*** Opening of DATA PROVIDED ***

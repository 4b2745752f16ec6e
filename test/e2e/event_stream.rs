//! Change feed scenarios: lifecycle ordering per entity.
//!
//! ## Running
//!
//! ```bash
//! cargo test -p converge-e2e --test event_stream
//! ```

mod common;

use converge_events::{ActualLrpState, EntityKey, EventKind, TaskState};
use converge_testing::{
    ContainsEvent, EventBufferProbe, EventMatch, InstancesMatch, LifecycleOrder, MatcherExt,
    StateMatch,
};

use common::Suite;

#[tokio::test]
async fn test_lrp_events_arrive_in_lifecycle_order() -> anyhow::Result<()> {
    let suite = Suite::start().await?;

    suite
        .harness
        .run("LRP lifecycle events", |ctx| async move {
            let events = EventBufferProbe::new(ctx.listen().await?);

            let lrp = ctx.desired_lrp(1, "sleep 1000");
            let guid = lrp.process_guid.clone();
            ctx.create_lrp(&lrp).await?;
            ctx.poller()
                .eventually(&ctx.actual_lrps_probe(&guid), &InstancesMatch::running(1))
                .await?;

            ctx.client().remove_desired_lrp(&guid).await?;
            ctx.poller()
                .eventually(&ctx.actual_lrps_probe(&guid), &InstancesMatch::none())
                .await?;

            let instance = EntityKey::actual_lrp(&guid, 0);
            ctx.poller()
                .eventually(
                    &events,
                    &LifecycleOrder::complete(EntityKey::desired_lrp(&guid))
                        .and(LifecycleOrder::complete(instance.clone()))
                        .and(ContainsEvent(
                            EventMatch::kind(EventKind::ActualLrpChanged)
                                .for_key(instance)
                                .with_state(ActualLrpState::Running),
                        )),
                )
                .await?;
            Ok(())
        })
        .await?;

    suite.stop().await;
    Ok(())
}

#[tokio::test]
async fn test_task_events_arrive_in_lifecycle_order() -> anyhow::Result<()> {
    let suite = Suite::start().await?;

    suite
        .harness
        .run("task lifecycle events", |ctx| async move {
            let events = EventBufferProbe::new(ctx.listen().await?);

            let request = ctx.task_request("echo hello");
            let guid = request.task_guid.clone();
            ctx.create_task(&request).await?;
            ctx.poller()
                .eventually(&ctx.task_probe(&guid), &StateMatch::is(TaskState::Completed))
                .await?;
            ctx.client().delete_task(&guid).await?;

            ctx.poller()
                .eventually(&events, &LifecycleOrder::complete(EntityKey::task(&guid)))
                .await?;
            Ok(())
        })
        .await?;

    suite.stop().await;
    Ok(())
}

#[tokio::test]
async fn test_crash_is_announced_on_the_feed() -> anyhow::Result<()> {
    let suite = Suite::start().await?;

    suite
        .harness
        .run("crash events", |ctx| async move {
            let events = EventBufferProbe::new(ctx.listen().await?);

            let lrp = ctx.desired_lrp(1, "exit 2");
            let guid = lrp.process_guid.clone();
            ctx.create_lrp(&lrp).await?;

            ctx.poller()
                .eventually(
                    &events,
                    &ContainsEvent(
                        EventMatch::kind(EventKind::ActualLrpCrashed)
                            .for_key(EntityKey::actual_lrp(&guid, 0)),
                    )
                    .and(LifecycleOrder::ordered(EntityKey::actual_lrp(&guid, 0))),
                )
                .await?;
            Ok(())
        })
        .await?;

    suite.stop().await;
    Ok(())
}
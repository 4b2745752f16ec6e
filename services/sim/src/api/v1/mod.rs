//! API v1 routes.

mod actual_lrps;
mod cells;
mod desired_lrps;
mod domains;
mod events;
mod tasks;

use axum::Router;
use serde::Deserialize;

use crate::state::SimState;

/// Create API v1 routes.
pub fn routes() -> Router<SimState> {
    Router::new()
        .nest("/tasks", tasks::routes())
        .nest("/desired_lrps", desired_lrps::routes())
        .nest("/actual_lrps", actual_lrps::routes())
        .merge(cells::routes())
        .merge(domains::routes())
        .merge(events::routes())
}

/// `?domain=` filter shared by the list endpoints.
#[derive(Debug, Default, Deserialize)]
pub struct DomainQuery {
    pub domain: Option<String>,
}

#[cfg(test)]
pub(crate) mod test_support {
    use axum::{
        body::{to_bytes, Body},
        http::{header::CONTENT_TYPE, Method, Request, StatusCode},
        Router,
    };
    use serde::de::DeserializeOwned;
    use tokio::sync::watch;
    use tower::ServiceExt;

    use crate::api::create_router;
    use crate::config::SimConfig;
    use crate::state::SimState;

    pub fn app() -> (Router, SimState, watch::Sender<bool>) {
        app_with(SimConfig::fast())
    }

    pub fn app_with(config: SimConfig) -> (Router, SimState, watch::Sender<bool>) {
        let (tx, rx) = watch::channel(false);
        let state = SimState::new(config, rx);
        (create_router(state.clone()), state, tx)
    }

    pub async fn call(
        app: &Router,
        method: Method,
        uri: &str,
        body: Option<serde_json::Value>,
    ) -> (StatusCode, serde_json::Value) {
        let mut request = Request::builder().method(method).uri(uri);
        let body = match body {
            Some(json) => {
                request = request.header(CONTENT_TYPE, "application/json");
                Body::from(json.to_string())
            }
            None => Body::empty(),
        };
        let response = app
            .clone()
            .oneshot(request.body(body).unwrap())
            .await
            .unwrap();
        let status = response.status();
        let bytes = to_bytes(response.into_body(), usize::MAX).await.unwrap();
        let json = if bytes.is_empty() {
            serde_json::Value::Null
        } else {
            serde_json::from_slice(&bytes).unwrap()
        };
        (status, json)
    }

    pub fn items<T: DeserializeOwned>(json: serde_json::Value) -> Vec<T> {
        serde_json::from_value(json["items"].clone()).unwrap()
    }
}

*** Close of DATA PROVIDED ***

Reproduce the listing in full, exactly, so that no line is missing.

EXPECTED ANSWER -
repository 4b2745752f16ec6e
filename test/e2e/event_stream.rs
//! Change feed scenarios: lifecycle ordering per entity.
//!
//! ## Running
//!
//! ```bash
//! cargo test -p converge-e2e --test event_stream
//! ```

mod common;

use converge_events::{ActualLrpState, EntityKey, EventKind, TaskState};
use converge_testing::{
    ContainsEvent, EventBufferProbe, EventMatch, InstancesMatch, LifecycleOrder, MatcherExt,
    StateMatch,
};

use common::Suite;

#[tokio::test]
async fn test_lrp_events_arrive_in_lifecycle_order() -> anyhow::Result<()> {
    let suite = Suite::start().await?;

    suite
        .harness
        .run("LRP lifecycle events", |ctx| async move {
            let events = EventBufferProbe::new(ctx.listen().await?);

            let lrp = ctx.desired_lrp(1, "sleep 1000");
            let guid = lrp.process_guid.clone();
            ctx.create_lrp(&lrp).await?;
            ctx.poller()
                .eventually(&ctx.actual_lrps_probe(&guid), &InstancesMatch::running(1))
                .await?;

            ctx.client().remove_desired_lrp(&guid).await?;
            ctx.poller()
                .eventually(&ctx.actual_lrps_probe(&guid), &InstancesMatch::none())
                .await?;

            let instance = EntityKey::actual_lrp(&guid, 0);
            ctx.poller()
                .eventually(
                    &events,
                    &LifecycleOrder::complete(EntityKey::desired_lrp(&guid))
                        .and(LifecycleOrder::complete(instance.clone()))
                        .and(ContainsEvent(
                            EventMatch::kind(EventKind::ActualLrpChanged)
                                .for_key(instance)
                                .with_state(ActualLrpState::Running),
                        )),
                )
                .await?;
            Ok(())
        })
        .await?;

    suite.stop().await;
    Ok(())
}

#[tokio::test]
async fn test_task_events_arrive_in_lifecycle_order() -> anyhow::Result<()> {
    let suite = Suite::start().await?;

    suite
        .harness
        .run("task lifecycle events", |ctx| async move {
            let events = EventBufferProbe::new(ctx.listen().await?);

            let request = ctx.task_request("echo hello");
            let guid = request.task_guid.clone();
            ctx.create_task(&request).await?;
            ctx.poller()
                .eventually(&ctx.task_probe(&guid), &StateMatch::is(TaskState::Completed))
                .await?;
            ctx.client().delete_task(&guid).await?;

            ctx.poller()
                .eventually(&events, &LifecycleOrder::complete(EntityKey::task(&guid)))
                .await?;
            Ok(())
        })
        .await?;

    suite.stop().await;
    Ok(())
}

#[tokio::test]
async fn test_crash_is_announced_on_the_feed() -> anyhow::Result<()> {
    let suite = Suite::start().await?;

    suite
        .harness
        .run("crash events", |ctx| async move {
            let events = EventBufferProbe::new(ctx.listen().await?);

            let lrp = ctx.desired_lrp(1, "exit 2");
            let guid = lrp.process_guid.clone();
            ctx.create_lrp(&lrp).await?;

            ctx.poller()
                .eventually(
                    &events,
                    &ContainsEvent(
                        EventMatch::kind(EventKind::ActualLrpCrashed)
                            .for_key(EntityKey::actual_lrp(&guid, 0)),
                    )
                    .and(LifecycleOrder::ordered(EntityKey::actual_lrp(&guid, 0))),
                )
                .await?;
            Ok(())
        })
        .await?;

    suite.stop().await;
    Ok(())
}
repository 4b2745752f16ec6e
filename services/sim/src/api/v1/mod.rs
//! API v1 routes.

mod actual_lrps;
mod cells;
mod desired_lrps;
mod domains;
mod events;
mod tasks;

use axum::Router;
use serde::Deserialize;

use crate::state::SimState;

/// Create API v1 routes.
pub fn routes() -> Router<SimState> {
    Router::new()
        .nest("/tasks", tasks::routes())
        .nest("/desired_lrps", desired_lrps::routes())
        .nest("/actual_lrps", actual_lrps::routes())
        .merge(cells::routes())
        .merge(domains::routes())
        .merge(events::routes())
}

/// `?domain=` filter shared by the list endpoints.
#[derive(Debug, Default, Deserialize)]
pub struct DomainQuery {
    pub domain: Option<String>,
}

#[cfg(test)]
pub(crate) mod test_support {
    use axum::{
        body::{to_bytes, Body},
        http::{header::CONTENT_TYPE, Method, Request, StatusCode},
        Router,
    };
    use serde::de::DeserializeOwned;
    use tokio::sync::watch;
    use tower::ServiceExt;

    use crate::api::create_router;
    use crate::config::SimConfig;
    use crate::state::SimState;

    pub fn app() -> (Router, SimState, watch::Sender<bool>) {
        app_with(SimConfig::fast())
    }

    pub fn app_with(config: SimConfig) -> (Router, SimState, watch::Sender<bool>) {
        let (tx, rx) = watch::channel(false);
        let state = SimState::new(config, rx);
        (create_router(state.clone()), state, tx)
    }

    pub async fn call(
        app: &Router,
        method: Method,
        uri: &str,
        body: Option<serde_json::Value>,
    ) -> (StatusCode, serde_json::Value) {
        let mut request = Request::builder().method(method).uri(uri);
        let body = match body {
            Some(json) => {
                request = request.header(CONTENT_TYPE, "application/json");
                Body::from(json.to_string())
            }
            None => Body::empty(),
        };
        let response = app
            .clone()
            .oneshot(request.body(body).unwrap())
            .await
            .unwrap();
        let status = response.status();
        let bytes = to_bytes(response.into_body(), usize::MAX).await.unwrap();
        let json = if bytes.is_empty() {
            serde_json::Value::Null
        } else {
            serde_json::from_slice(&bytes).unwrap()
        };
        (status, json)
    }

    pub fn items<T: DeserializeOwned>(json: serde_json::Value) -> Vec<T> {
        serde_json::from_value(json["items"].clone()).unwrap()
    }
}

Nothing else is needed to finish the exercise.